Eu sou chamado para Mafra em [19]69 e em [19]70 estou em Vendas Novas. Em Vendas Novas havia uns exercícios das marchas finais em que quando íamos nos Unimogs começávamos a cantar: «Ó liberdade / como é bom, é bom / como é bom viver». É uma tradução de uma canção da resistência francesa. [Canta] «O Liberté...». Então mandavam-nos calar. Provocatoriamente, quando nos mandou calar: «Isto não são assembleias magnas de Coimbra!» - dizia lá um alfereszito - ele virou costas e começámos a cantar ‘A treze de maio na Cova da Iria’. [Risos] É claro, não teve como dizer nada e retirou-se pacificamente.
Militarmente procurávamos cumprir com as coisas, para não pôr em xeque os Alferes que nos vieram dizer: «Olhem que nós temos de dar informações individuais de cada um. Vocês aqui em termos militares portem-se certinhos» - e nós fazíamos questão de nos portar certinhos.
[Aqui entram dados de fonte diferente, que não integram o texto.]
//! Boundary to the physics simulator.
//!
//! Physics runs out of process. A backend receives a [`SimulationRequest`]
//! and returns a [`Trajectory`]: every sensor's readings over time.

use std::io::{self, Write};
use std::path::PathBuf;
use std::process::{Command, Stdio};
use std::thread;

use serde::{Deserialize, Serialize};

use super::blueprint::{Blueprint, BlueprintError, Sensor, SensorId};
use super::network::NeuralNetwork;

/// Viewer and stepping options forwarded to the simulator.
#[derive(Debug, Clone, Serialize, Deserialize)]
pub struct SimulatorOptions {
    /// Run without a window.
    #[serde(default = "default_true")]
    pub play_blind: bool,
    /// Start the viewer paused.
    #[serde(default)]
    pub play_paused: bool,
    /// Physics sub-steps per controller update.
    #[serde(default = "default_quasi_static_ratio")]
    pub quasi_static_ratio: f32,
    #[serde(default)]
    pub debug: bool,
}

impl Default for SimulatorOptions {
    fn default() -> Self {
        Self {
            play_blind: true,
            play_paused: false,
            quasi_static_ratio: default_quasi_static_ratio(),
            debug: false,
        }
    }
}

fn default_true() -> bool {
    true
}

fn default_quasi_static_ratio() -> f32 {
    1.0
}

/// One simulation to run.
#[derive(Debug, Clone, Serialize, Deserialize)]
pub struct SimulationRequest {
    pub blueprint: Blueprint,
    /// Number of time steps.
    pub eval_time: usize,
    #[serde(default)]
    pub options: SimulatorOptions,
}

/// Sensor readings over time, indexed `[sensor][channel][step]`.
#[derive(Debug, Clone, Default, PartialEq, Serialize, Deserialize)]
pub struct Trajectory {
    pub sensors: Vec<Vec<Vec<f32>>>,
}

impl Trajectory {
    /// Empty traces sized for `bp`'s sensors.
    pub fn for_blueprint(bp: &Blueprint, steps: usize) -> Self {
        let sensors = bp
            .sensors
            .iter()
            .map(|s| vec![Vec::with_capacity(steps); s.channels()])
            .collect();
        Self { sensors }
    }

    /// Number of recorded steps (taken from the first channel).
    pub fn steps(&self) -> usize {
        self.sensors
            .first()
            .and_then(|s| s.first())
            .map_or(0, Vec::len)
    }

    pub fn channel(&self, sensor: SensorId, channel: usize) -> Option<&[f32]> {
        self.sensors
            .get(sensor.0)
            .and_then(|s| s.get(channel))
            .map(Vec::as_slice)
    }

    /// x and y traces of a position sensor.
    pub fn planar_path(&self, sensor: SensorId) -> Option<(&[f32], &[f32])> {
        Some((self.channel(sensor, 0)?, self.channel(sensor, 1)?))
    }

    /// Check that the traces match the blueprint's sensors.
    pub fn check(&self, bp: &Blueprint) -> Result<(), SimulationError> {
        if self.sensors.len() != bp.sensors.len() {
            return Err(SimulationError::Malformed(format!(
                "{} sensor traces for {} sensors",
                self.sensors.len(),
                bp.sensors.len()
            )));
        }
        for (i, (trace, sensor)) in self.sensors.iter().zip(&bp.sensors).enumerate() {
            if trace.len() != sensor.channels() {
                return Err(SimulationError::Malformed(format!(
                    "sensor {} has {} channels, expected {}",
                    i,
                    trace.len(),
                    sensor.channels()
                )));
            }
        }
        Ok(())
    }
}

/// Simulation failures.
#[derive(Debug, thiserror::Error)]
pub enum SimulationError {
    #[error("Failed to run simulator: {0}")]
    Io(#[from] std::io::Error),
    #[error("Simulator exited with {status}: {stderr}")]
    Exit { status: String, stderr: String },
    #[error("Could not decode simulator output: {0}")]
    Decode(#[from] serde_json::Error),
    #[error("Malformed trajectory: {0}")]
    Malformed(String),
    #[error("Blueprint has no position sensor")]
    NoPositionSensor,
    #[error("Invalid blueprint: {0}")]
    Blueprint(#[from] BlueprintError),
}

/// Something that can turn a blueprint into sensor traces.
pub trait SimulatorBackend: Send + Sync {
    fn simulate(&self, request: &SimulationRequest) -> Result<Trajectory, SimulationError>;
}

/// Which backend to use.
#[derive(Debug, Clone, Serialize, Deserialize)]
#[serde(tag = "type")]
pub enum SimulatorConfig {
    /// External simulator executable speaking JSON over stdin/stdout.
    Process {
        program: PathBuf,
        #[serde(default)]
        args: Vec<String>,
    },
    /// Physics-free replay of the controller.
    Replay {
        #[serde(default = "default_stride")]
        stride: f32,
    },
}

fn default_stride() -> f32 {
    0.001
}

impl Default for SimulatorConfig {
    fn default() -> Self {
        Self::Replay {
            stride: default_stride(),
        }
    }
}

impl SimulatorConfig {
    pub fn backend(&self) -> Box<dyn SimulatorBackend> {
        match self {
            SimulatorConfig::Process { program, args } => Box::new(ProcessBackend {
                program: program.clone(),
                args: args.clone(),
            }),
            SimulatorConfig::Replay { stride } => Box::new(ReplayBackend { stride: *stride }),
        }
    }
}

/// Runs an external simulator once per request.
///
/// The request is written to the child's stdin as JSON; the child must print
/// a JSON [`Trajectory`] on stdout and exit with status 0. Stdin is fed from a
/// separate thread while stdout and stderr are drained, and the child is
/// always reaped.
#[derive(Debug, Clone)]
pub struct ProcessBackend {
    pub program: PathBuf,
    pub args: Vec<String>,
}

impl SimulatorBackend for ProcessBackend {
    fn simulate(&self, request: &SimulationRequest) -> Result<Trajectory, SimulationError> {
        let mut payload = serde_json::to_vec(request)?;
        payload.push(b'\n');

        let mut child = Command::new(&self.program)
            .args(&self.args)
            .stdin(Stdio::piped())
            .stdout(Stdio::piped())
            .stderr(Stdio::piped())
            .spawn()?;

        let Some(mut stdin) = child.stdin.take() else {
            let _ = child.kill();
            let _ = child.wait();
            return Err(SimulationError::Malformed("child stdin unavailable".into()));
        };
        let writer = thread::spawn(move || stdin.write_all(&payload));

        let output = child.wait_with_output()?;
        let written = writer
            .join()
            .unwrap_or_else(|_| Err(io::Error::other("stdin writer panicked")));

        if !output.status.success() {
            return Err(SimulationError::Exit {
                status: output.status.to_string(),
                stderr: String::from_utf8_lossy(&output.stderr).trim().to_string(),
            });
        }
        // A simulator may legitimately exit before consuming all of its input.
        if let Err(e) = written
            && e.kind() != io::ErrorKind::BrokenPipe
        {
            return Err(e.into());
        }

        let trajectory: Trajectory = serde_json::from_slice(&output.stdout)?;
        trajectory.check(&request.blueprint)?;
        Ok(trajectory)
    }
}

/// Dry-run backend: steps the controller open loop and moves the position
/// sensor's body along x by `stride * mean(motor outputs)` per step.
///
/// Touch sensors read 0 and proprioceptive sensors read the motor-commanded
/// angle. Useful for exercising the evolutionary loop without a simulator.
#[derive(Debug, Clone)]
pub struct ReplayBackend {
    pub stride: f32,
}

impl SimulatorBackend for ReplayBackend {
    fn simulate(&self, request: &SimulationRequest) -> Result<Trajectory, SimulationError> {
        let bp = &request.blueprint;
        let mut net = NeuralNetwork::from_blueprint(bp)?;
        let tracked = bp
            .position_sensor()
            .ok_or(SimulationError::NoPositionSensor)?;

        let joints: Vec<_> = net.motor_joints().collect();
        let mut angles = vec![0.0f32; bp.joints.len()];
        let mut positions: Vec<[f32; 3]> = bp
            .sensors
            .iter()
            .map(|s| match *s {
                Sensor::Position { body } => bp.bodies[body.0].position,
                _ => [0.0; 3],
            })
            .collect();

        let mut trajectory = Trajectory::for_blueprint(bp, request.eval_time);
        let mut readings = vec![0.0f32; bp.sensors.len()];

        for _ in 0..request.eval_time {
            for (i, sensor) in bp.sensors.iter().enumerate() {
                readings[i] = match *sensor {
                    Sensor::Touch { .. } => 0.0,
                    Sensor::Proprioceptive { joint } => angles[joint.0],
                    Sensor::Position { .. } => positions[i][0],
                };
            }

            net.step(&readings);
            let motors = net.motor_values();
            for (&joint, &value) in joints.iter().zip(&motors) {
                let hinge = &bp.joints[joint.0];
                let span = hinge.hi.abs().max(hinge.lo.abs());
                angles[joint.0] = (value * span).clamp(hinge.lo, hinge.hi);
            }

            let drive = if motors.is_empty() {
                0.0
            } else {
                motors.iter().sum::<f32>() / motors.len() as f32
            };
            positions[tracked.0][0] += self.stride * drive;

            for (i, sensor) in bp.sensors.iter().enumerate() {
                match sensor {
                    Sensor::Position { .. } => {
                        for (c, trace) in trajectory.sensors[i].iter_mut().enumerate() {
                            trace.push(positions[i][c]);
                        }
                    }
                    _ => trajectory.sensors[i][0].push(readings[i]),
                }
            }
        }

        Ok(trajectory)
    }
}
As marchas finais, nós eramos o inimigo e íamos atacar um pelotão de indivíduos saídos da academia militar, que era o [nosso] inimigo que estavam acampados. Fizemos aquilo tão bem feitinho que os apanhámos todos nas tendas. Só o Capitão dos Comandos, mais alerta, que os comandava é que saiu cá para fora, mas foi placado pelo Manuel Leão - o meu colega de curso, que tem 1,80m e 80 e tal quilos - e ficou ali no chão. E atacámos aos gritos: «Abaixo a guerra colonial! Vai para a tua terra Turra! Vai para a tua terra Portuga!» - aquilo deu um escândalo. É claro que feitos caras de pau limitámo-nos a dizer: «Então, foi assim que dizem que eles atacam, que nos atacam. De maneira que temos de nos preparar psicologicamente para essas situações». [Risos]
Quiseram chumbar dois indivíduos que não tinham perfil para serem Oficiais de Exército. Então nós, nas marchas finais, nas corridas, conseguimos que os pelotões fossem mais devagar, eles saiam à frente e cortavam a meta em primeiro lugar. Chatearam-nos o juízo, tivemos alguns problemas. Quando foi na saída, eles não ficaram lá com uma coisa que eles achavam muito importante - levar a insígnia de aspirante, porque tínhamos a de cadete. E nós saímos do quartel todos só com as estrelinhas de cadete, tirámos todos a chamada bicha, como eles lhe chamavam, de aspirante.
Fizemos pichagem nas carteiras, que eles obrigavam a apagar - e nós sim senhor, apagamos. Houve ameaças de nos mandarem a todos para Penamacor. Sabendo que quer a rádio de Argel, quer a rádio de Praga davam notícias dessas situações. Curiosamente os melhores classificados do curso [Risos] dos cinco melhores, o primeiro e o segundo, três eram de Coimbra, o primeiro e o segundo eram de Coimbra - desses castigados, desses perigosíssimos.
No começo de [19]71 conclui o curso, conclui o 6º ano de Medicina. Entretanto dá-se, em finais de [19]70 / 71, uma vaga de prisões da organização do MPLA [Movimento Popular de Libertação de Angola] em Portugal - que é desmantelada praticamente. Só não é preso um individuo que foge e que foi até há pouco tempo o Ministro do Interior de Angola, o Comandante Ngongo. É desmantelada e entre eles estão dois estudantes de Coimbra: o Fernando Sabrosa, estudante de Medicina e o Garcia Neto, estudante de Direito. Gera-se um movimento de apoio aos colegas em que se consegue que as aulas sejam transformadas em debates sobre a guerra colonial. A história do movimento académico de [19]69 e continuação, não está ainda muito bem feito. Há de facto um salto qualitativo muito grande entre a greve de 69 e este movimento que se gera em [19]70 / 71. E fecham a universidade, pura e simplesmente. E desata uma vaga de prisões.
Eu, entretanto, fiz o curso, estava no 1º ano de internato médico e gera-se uma vaga de prisões terrível. Em finais de [19]70 dá-se a minha adesão ao PCP. Adiro ao PCP e dá-se uma vaga de prisões. Eu já não era estudante, tinha saído das organizações estudantis do PCP, para criação de uma nova estrutura de jovens intelectuais - talvez um termo um bocado pomposo, mas pronto! Em que fico ligado ao Mota Barbosa, que estava no chamado 5º ano de Direito - que era um ano complementar de ciências político-sociais ou económicas ou políticas. Ele, dado a média que tinha, estava a frequentar esse curso, mas como estudante ainda pertencia à direção da associação académica. A direção da associação académica vai dentro, vai tudo dentro, o Mota Barbosa é preso - isto em janeiro / fevereiro / março de [19]71. Até que me coube a vez a mim, fui dentro.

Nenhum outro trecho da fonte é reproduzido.